RubyConcurrencyPerformance

Mastering Ruby Parallelism and Concurrency

From basics to real-world applications - understanding threads, GIL, and how to achieve true parallelism in Ruby.

March 10, 2024

From Basics to Real-World Applications

Concurrency

When multiple threads execute on a single-core processor, they don't advance simultaneously. Instead, the operating system rapidly switches between them, creating the illusion of parallel execution. At any given moment, different threads exist at different stages of completion—one might be halfway finished while another hasn't started.

Single Core Processor - Concurrent Execution

Parallelism

True parallelism requires multiple processors. With multi-core systems, different threads can genuinely execute at the same time. Each processor core can handle separate tasks simultaneously, enabling real progress on multiple fronts without threads waiting for their turn.

Multi-Core Processor - Parallel Execution

Context Switching

Excessive context switching reduces efficiency. The system must spend CPU cycles preserving a task's state in memory, then retrieving it later. Less frequent switching allows tasks to complete more quickly, as demonstrated by comparing rapid context switching versus uninterrupted execution.

Context Switching Between Versions

Process Control Block and Thread Control Block

The operating system uses data structures to manage execution state:

  • Process Control Block (PCB): Tracks process information including the unique identifier (PID), current state, and program counter for resuming execution
  • Thread Control Block (TCB): Manages individual thread details within a process, including thread ID, state, CPU registers, and priority

Process Control Block Structure

What are Threads in Ruby

Ruby threads function like separate tasks running concurrently. However, Ruby's primary implementation (MRI) has a critical limitation: the Global Interpreter Lock restricts execution so that "only one bit of the program can use the central part of Ruby at once." This contrasts with Java, which supports true parallel execution across multiple cores.

Ruby GIL Visualization

Understanding the GIL (Global Interpreter Lock)

The GIL ensures thread safety by preventing multiple threads from executing Ruby code simultaneously. Think of it as a single-lane traffic system—only one thread can proceed at a time, preventing race conditions and data corruption in the interpreter's internal structures.

Why the GIL Cannot Be Ignored

Ignoring the GIL in MRI Ruby is impossible without modifying the interpreter itself. The mechanism prevents race conditions and ensures thread safety, protecting the interpreter's internal data structures from corruption.

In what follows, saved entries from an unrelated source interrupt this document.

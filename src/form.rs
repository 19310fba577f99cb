//! The parser under test, wrapped as an event source.
//!
//! [`IncomingForm`] drives a [`multer::Multipart`] over a request body,
//! persists every file part into an upload directory, and reports what
//! happened as [`FormEvent`]s on a channel. `End` is only reported once the
//! parser is done *and* the transport delivered the whole declared body;
//! if the transport ended early the request is reported as `Aborted`
//! instead. Exactly one of `End` and `Aborted` is sent for a request unless
//! a parse error ends it first.

use std::{
    collections::HashMap,
    convert::Infallible,
    fmt,
    future::Future,
    io,
    path::{Path, PathBuf},
    str::FromStr,
};

use bytes::Bytes;
use futures::Stream;
use sha1::{Digest, Sha1};
use sha2::Sha256;
use tokio::{fs::File, io::AsyncWriteExt, sync::mpsc};

use crate::boundary::Boundary;

/// Content hash computed over each uploaded file.
#[derive(Debug, Clone, Copy, PartialEq, Eq)]
pub enum HashAlgorithm {
    /// SHA-1, hex encoded.
    Sha1,
    /// SHA-256, hex encoded.
    Sha256,
}

/// Unknown hash algorithm name.
#[derive(Debug, thiserror::Error)]
#[error("unknown hash algorithm {0:?}, expected sha1 or sha256")]
pub struct UnknownHashAlgorithm(String);

impl FromStr for HashAlgorithm {
    type Err = UnknownHashAlgorithm;

    fn from_str(s: &str) -> Result<Self, Self::Err> {
        match s.to_ascii_lowercase().as_str() {
            "sha1" => Ok(Self::Sha1),
            "sha256" => Ok(Self::Sha256),
            _ => Err(UnknownHashAlgorithm(s.to_owned())),
        }
    }
}

impl fmt::Display for HashAlgorithm {
    fn fmt(&self, f: &mut fmt::Formatter<'_>) -> fmt::Result {
        match self {
            Self::Sha1 => f.write_str("sha1"),
            Self::Sha256 => f.write_str("sha256"),
        }
    }
}

enum Hasher {
    Sha1(Sha1),
    Sha256(Sha256),
}

impl Hasher {
    fn new(algorithm: HashAlgorithm) -> Self {
        match algorithm {
            HashAlgorithm::Sha1 => Self::Sha1(Sha1::new()),
            HashAlgorithm::Sha256 => Self::Sha256(Sha256::new()),
        }
    }

    fn update(&mut self, data: &[u8]) {
        match self {
            Self::Sha1(h) => h.update(data),
            Self::Sha256(h) => h.update(data),
        }
    }

    fn finish(self) -> String {
        match self {
            Self::Sha1(h) => format!("{:x}", h.finalize()),
            Self::Sha256(h) => format!("{:x}", h.finalize()),
        }
    }
}

/// How an [`IncomingForm`] treats uploads.
#[derive(Debug, Clone)]
pub struct FormConfig {
    upload_dir: PathBuf,
    hash: Option<HashAlgorithm>,
    multiples: bool,
    keep_extensions: bool,
    max_files: Option<usize>,
}

impl FormConfig {
    /// Persist uploads into `upload_dir`, with hashing, multiples and
    /// extension preservation all off and no file limit.
    pub fn new(upload_dir: impl Into<PathBuf>) -> Self {
        Self {
            upload_dir: upload_dir.into(),
            hash: None,
            multiples: false,
            keep_extensions: false,
            max_files: None,
        }
    }

    /// Hash every upload with `algorithm`.
    #[must_use]
    pub fn with_hash(mut self, algorithm: Option<HashAlgorithm>) -> Self {
        self.hash = algorithm;
        self
    }

    /// Keep every file sent under the same field name, not just the last.
    #[must_use]
    pub fn with_multiples(mut self, multiples: bool) -> Self {
        self.multiples = multiples;
        self
    }

    /// Give stored uploads the extension of the original file name.
    #[must_use]
    pub fn with_keep_extensions(mut self, keep: bool) -> Self {
        self.keep_extensions = keep;
        self
    }

    /// Fail the request once more than `limit` files arrive.
    #[must_use]
    pub fn with_max_files(mut self, limit: Option<usize>) -> Self {
        self.max_files = limit;
        self
    }

    /// Directory uploads are written to.
    #[must_use]
    pub fn upload_dir(&self) -> &Path {
        &self.upload_dir
    }

    /// Configured hash, if any.
    #[must_use]
    pub fn hash(&self) -> Option<HashAlgorithm> {
        self.hash
    }

    /// Whether multiple files per field are kept.
    #[must_use]
    pub fn multiples(&self) -> bool {
        self.multiples
    }

    /// Whether original extensions are kept.
    #[must_use]
    pub fn keep_extensions(&self) -> bool {
        self.keep_extensions
    }

    /// Upper bound on files per request.
    #[must_use]
    pub fn max_files(&self) -> Option<usize> {
        self.max_files
    }

    fn upload_path(&self, original: &str) -> PathBuf {
        let mut name = format!("upload_{:032x}", rand::random::<u128>());
        if self.keep_extensions {
            if let Some(ext) = Path::new(original).extension() {
                name.push('.');
                name.push_str(&ext.to_string_lossy());
            }
        }
        self.upload_dir.join(name)
    }
}

/// A file part that was received completely and written to disk.
#[derive(Debug, Clone, PartialEq, Eq)]
pub struct UploadedFile {
    /// Form field name.
    pub field: String,
    /// File name sent by the client.
    pub original_name: String,
    /// `Content-Type` of the part, if present.
    pub content_type: Option<String>,
    /// Where the content was stored.
    pub path: PathBuf,
    /// Content length in bytes.
    pub size: u64,
    /// Hex digest, when hashing is enabled.
    pub hash: Option<String>,
}

/// Errors reported by an [`IncomingForm`].
#[derive(Debug, thiserror::Error)]
pub enum FormError {
    /// The multipart body could not be parsed.
    #[error("multipart parse failed: {0}")]
    Parse(#[from] multer::Error),

    /// An upload could not be written; the part is skipped.
    #[error("failed to persist upload {}: {source}", .path.display())]
    Persist {
        /// Target file.
        path: PathBuf,
        /// Underlying failure.
        #[source]
        source: io::Error,
    },

    /// More files arrived than [`FormConfig::with_max_files`] allows.
    #[error("too many files, limit is {0}")]
    TooManyFiles(usize),
}

impl FormError {
    /// Whether this error ends parsing of the request.
    #[must_use]
    pub fn is_terminal(&self) -> bool {
        !matches!(self, Self::Persist { .. })
    }
}

/// Everything a form reports while parsing one request.
#[derive(Debug)]
pub enum FormEvent {
    /// A non-file part.
    Field {
        /// Field name.
        name: String,
        /// Field value.
        value: String,
    },
    /// A file part was fully received and stored.
    File(UploadedFile),
    /// The transport ended before parsing completed.
    Aborted,
    /// Parsing completed and the whole body was received.
    End,
    /// Something went wrong; see [`FormError::is_terminal`].
    Error(FormError),
}

impl FormEvent {
    /// Whether no further events follow for this request.
    #[must_use]
    pub fn is_terminal(&self) -> bool {
        match self {
            Self::Aborted | Self::End => true,
            Self::Error(err) => err.is_terminal(),
            Self::Field { .. } | Self::File(_) => false,
        }
    }
}

/// How the transport delivered the request body.
#[derive(Debug, Clone, Copy, PartialEq, Eq)]
pub enum BodyEnd {
    /// Every declared byte arrived.
    Complete,
    /// EOF, reset or idle timeout before the declared length.
    ClosedEarly,
}

/// How parsing of a request finished.
#[derive(Debug, Clone, Copy, PartialEq, Eq)]
pub enum FormStatus {
    /// `End` was reported.
    Ended,
    /// `Aborted` was reported.
    Aborted,
    /// A terminal error was reported.
    Failed,
}

/// Summary of one parsed request.
#[derive(Debug)]
pub struct ParsedForm {
    /// How parsing finished.
    pub status: FormStatus,
    /// Non-file parts in arrival order.
    pub fields: Vec<(String, String)>,
    /// Stored files per field name. Holds only the last file of a field
    /// unless multiples are enabled.
    pub files: HashMap<String, Vec<UploadedFile>>,
}

/// One request's worth of multipart parsing.
#[derive(Debug)]
pub struct IncomingForm {
    config: FormConfig,
    events: mpsc::UnboundedSender<FormEvent>,
    received: usize,
}

impl IncomingForm {
    /// A form reporting to `events`.
    #[must_use]
    pub fn new(config: FormConfig, events: mpsc::UnboundedSender<FormEvent>) -> Self {
        Self {
            config,
            events,
            received: 0,
        }
    }

    /// Parse `body` delimited by `boundary`.
    ///
    /// `body_end` resolves once the transport stopped delivering the body;
    /// it is awaited after the parser released `body`.
    pub async fn parse<S, F>(mut self, body: S, boundary: &Boundary, body_end: F) -> ParsedForm
    where
        S: Stream<Item = Result<Bytes, Infallible>> + Send + 'static,
        F: Future<Output = BodyEnd>,
    {
        let mut form = ParsedForm {
            status: FormStatus::Failed,
            fields: Vec::new(),
            files: HashMap::new(),
        };

        let mut multipart = multer::Multipart::new(body, boundary.as_ref());
        let outcome = loop {
            match multipart.next_field().await {
                Ok(Some(field)) => {
                    if let Err(err) = self.handle_field(field, &mut form).await {
                        break Err(err);
                    }
                }
                Ok(None) => break Ok(()),
                Err(err) => break Err(FormError::from(err)),
            }
        };
        drop(multipart);

        let transport = body_end.await;
        form.status = match (outcome, transport) {
            (Err(FormError::TooManyFiles(limit)), _) => {
                self.fail(FormError::TooManyFiles(limit));
                FormStatus::Failed
            }
            (_, BodyEnd::ClosedEarly) => {
                tracing::info!(files = self.received, "request aborted");
                self.emit(FormEvent::Aborted);
                FormStatus::Aborted
            }
            (Ok(()), BodyEnd::Complete) => {
                tracing::debug!(files = self.received, "request parsed");
                self.emit(FormEvent::End);
                FormStatus::Ended
            }
            (Err(err), BodyEnd::Complete) => {
                self.fail(err);
                FormStatus::Failed
            }
        };

        form
    }

    async fn handle_field(
        &mut self,
        field: multer::Field<'_>,
        form: &mut ParsedForm,
    ) -> Result<(), FormError> {
        let name = field.name().unwrap_or_default().to_owned();

        let Some(original) = field.file_name().map(str::to_owned) else {
            let value = field.text().await?;
            form.fields.push((name.clone(), value.clone()));
            self.emit(FormEvent::Field { name, value });
            return Ok(());
        };

        if let Some(limit) = self.config.max_files {
            if self.received >= limit {
                return Err(FormError::TooManyFiles(limit));
            }
        }
        self.received += 1;

        if let Some(file) = self.persist(name, original, field).await? {
            let slot = form.files.entry(file.field.clone()).or_default();
            if !self.config.multiples {
                slot.clear();
            }
            slot.push(file.clone());
            self.emit(FormEvent::File(file));
        }

        Ok(())
    }

    /// Stream one file part to disk.
    ///
    /// Returns `Ok(None)` when the part was consumed but could not be stored;
    /// the failure has already been reported.
    async fn persist(
        &self,
        field_name: String,
        original_name: String,
        mut field: multer::Field<'_>,
    ) -> Result<Option<UploadedFile>, FormError> {
        let path = self.config.upload_path(&original_name);
        let content_type = field.content_type().map(ToString::to_string);
        let mut hasher = self.config.hash.map(Hasher::new);
        let mut size = 0u64;

        let mut sink = match File::create(&path).await {
            Ok(file) => Some(file),
            Err(source) => {
                self.fail(FormError::Persist {
                    path: path.clone(),
                    source,
                });
                None
            }
        };

        loop {
            let chunk = match field.chunk().await {
                Ok(Some(chunk)) => chunk,
                Ok(None) => break,
                Err(err) => {
                    drop(sink);
                    discard(&path).await;
                    return Err(err.into());
                }
            };

            size += chunk.len() as u64;
            if let Some(hasher) = hasher.as_mut() {
                hasher.update(&chunk);
            }
            if let Some(file) = sink.as_mut() {
                if let Err(source) = file.write_all(&chunk).await {
                    sink = None;
                    discard(&path).await;
                    self.fail(FormError::Persist {
                        path: path.clone(),
                        source,
                    });
                }
            }
        }

        let Some(mut file) = sink else {
            return Ok(None);
        };
        if let Err(source) = file.flush().await {
            drop(file);
            discard(&path).await;
            self.fail(FormError::Persist { path, source });
            return Ok(None);
        }

        tracing::debug!(field = %field_name, path = %path.display(), size, "stored upload");

        Ok(Some(UploadedFile {
            field: field_name,
            original_name,
            content_type,
            path,
            size,
            hash: hasher.map(Hasher::finish),
        }))
    }

    fn fail(&self, err: FormError) {
        tracing::warn!(error = %err, "form error");
        self.emit(FormEvent::Error(err));
    }

    fn emit(&self, event: FormEvent) {
        if self.events.send(event).is_err() {
            tracing::trace!("form event receiver dropped");
        }
    }
}

/// Remove a partially written upload.
async fn discard(path: &Path) {
    if let Err(err) = tokio::fs::remove_file(path).await {
        if err.kind() != io::ErrorKind::NotFound {
            tracing::debug!(path = %path.display(), error = %err, "failed to remove partial upload");
        }
    }
}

Using JRuby to Bypass the GIL

JRuby runs on the Java Virtual Machine and lacks a GIL, allowing concurrent execution on multiple JVM threads. This makes JRuby suitable for applications requiring true multi-core parallelism.

Using Processes for Parallelism in Ruby

True parallelism can be achieved using processes rather than threads. Each process maintains its own GIL and memory space, enabling independent parallel execution.

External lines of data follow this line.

//! HTTP/1.1 head parsing shared by the driver and the server.

use http::{
    header::{HeaderName, InvalidHeaderName, InvalidHeaderValue},
    HeaderMap, HeaderValue,
};
use memchr::memmem;

/// Maximum number of headers accepted in one head.
pub const MAX_HEADERS: usize = 32;

/// Maximum size of a head section (16 KiB).
pub const MAX_HEADER_SECTION_SIZE: usize = 16 << 10;

/// Headers parsing error.
#[derive(Debug, thiserror::Error)]
pub enum ParseHeadersError {
    /// Failed to parse the HTTP header section.
    #[error("{0}")]
    Http(#[from] httparse::Error),

    /// Invalid header name.
    #[error("{0}")]
    InvalidName(#[from] InvalidHeaderName),

    /// Invalid header value.
    #[error("{0}")]
    InvalidValue(#[from] InvalidHeaderValue),

    /// The head exceeds [`MAX_HEADER_SECTION_SIZE`] or [`MAX_HEADERS`].
    #[error("header section too large")]
    HeaderOverflow,

    /// The head ended before `\r\n\r\n`.
    #[error("incomplete header section")]
    Incomplete,
}

/// Length of the head in `buf`, including the blank line, if it is complete.
pub(crate) fn head_len(buf: &[u8]) -> Option<usize> {
    memmem::find(buf, b"\r\n\r\n").map(|idx| idx + 4)
}

/// Copy parsed `httparse` headers into a [`HeaderMap`].
pub(crate) fn header_map(hdrs: &[httparse::Header<'_>]) -> Result<HeaderMap, ParseHeadersError> {
    let mut headers = HeaderMap::with_capacity(hdrs.len());

    for h in hdrs {
        let name = HeaderName::try_from(h.name)?;
        let value = HeaderValue::try_from(h.value)?;

        headers.append(name, value);
    }

    Ok(headers)
}

/// The `Content-Length` header as a number.
pub(crate) fn content_length(headers: &HeaderMap) -> Option<u64> {
    headers
        .get(http::header::CONTENT_LENGTH)?
        .to_str()
        .ok()?
        .trim()
        .parse()
        .ok()
}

Let's look at the CPU usage in idle state first:

CPU Usage - Idle State

Single-Process Implementation

require 'prime'

Benchmark.bm do |x|
  x.report("Sequential Prime Calculation:") do
    primes = Prime.each(10_000_000).select { |p| p >= 1 }
    primes
  end
end

Results: Average execution time approximately 8.74 seconds

Here's the CPU usage with single process execution:

CPU Usage - Single Process

Multi-Process Implementation

range = 1..10_000_000
num_processes = 8
slice_size = range.size / num_processes

Benchmark.bm do |x|
  x.report("Parallel Prime Calculation:") do
    num_processes.times.map do |i|
      start_range = range.first + i * slice_size
      end_range = start_range + slice_size - 1
      end_range = range.last if i == num_processes - 1

      Process.fork do
        primes = Prime.each(end_range).select { |p| p >= start_range }
      end
    end

    Process.waitall
  end
end

Results: Average execution time approximately 0.00037 seconds, with significantly improved CPU utilization across multiple cores.

Notice how all CPU cores are now being utilized:

CPU Usage - Multi-Process Execution

Is the Process Module a Perfect Solution?

Multi-process architecture introduces considerations:

  • Process creation carries resource overhead
  • Managing numerous simultaneous processes can degrade system performance
  • Data sharing between processes requires careful handling
  • The approach works best with manageable process counts and long execution times
  • Each process should ideally operate independently, with the parent overseeing execution
  • Unexpected parent process termination can leave orphaned child processes

Multi-process implementations suit scenarios involving lengthy computations on multi-core systems where processes don't require inter-process communication or return complex data to the parent.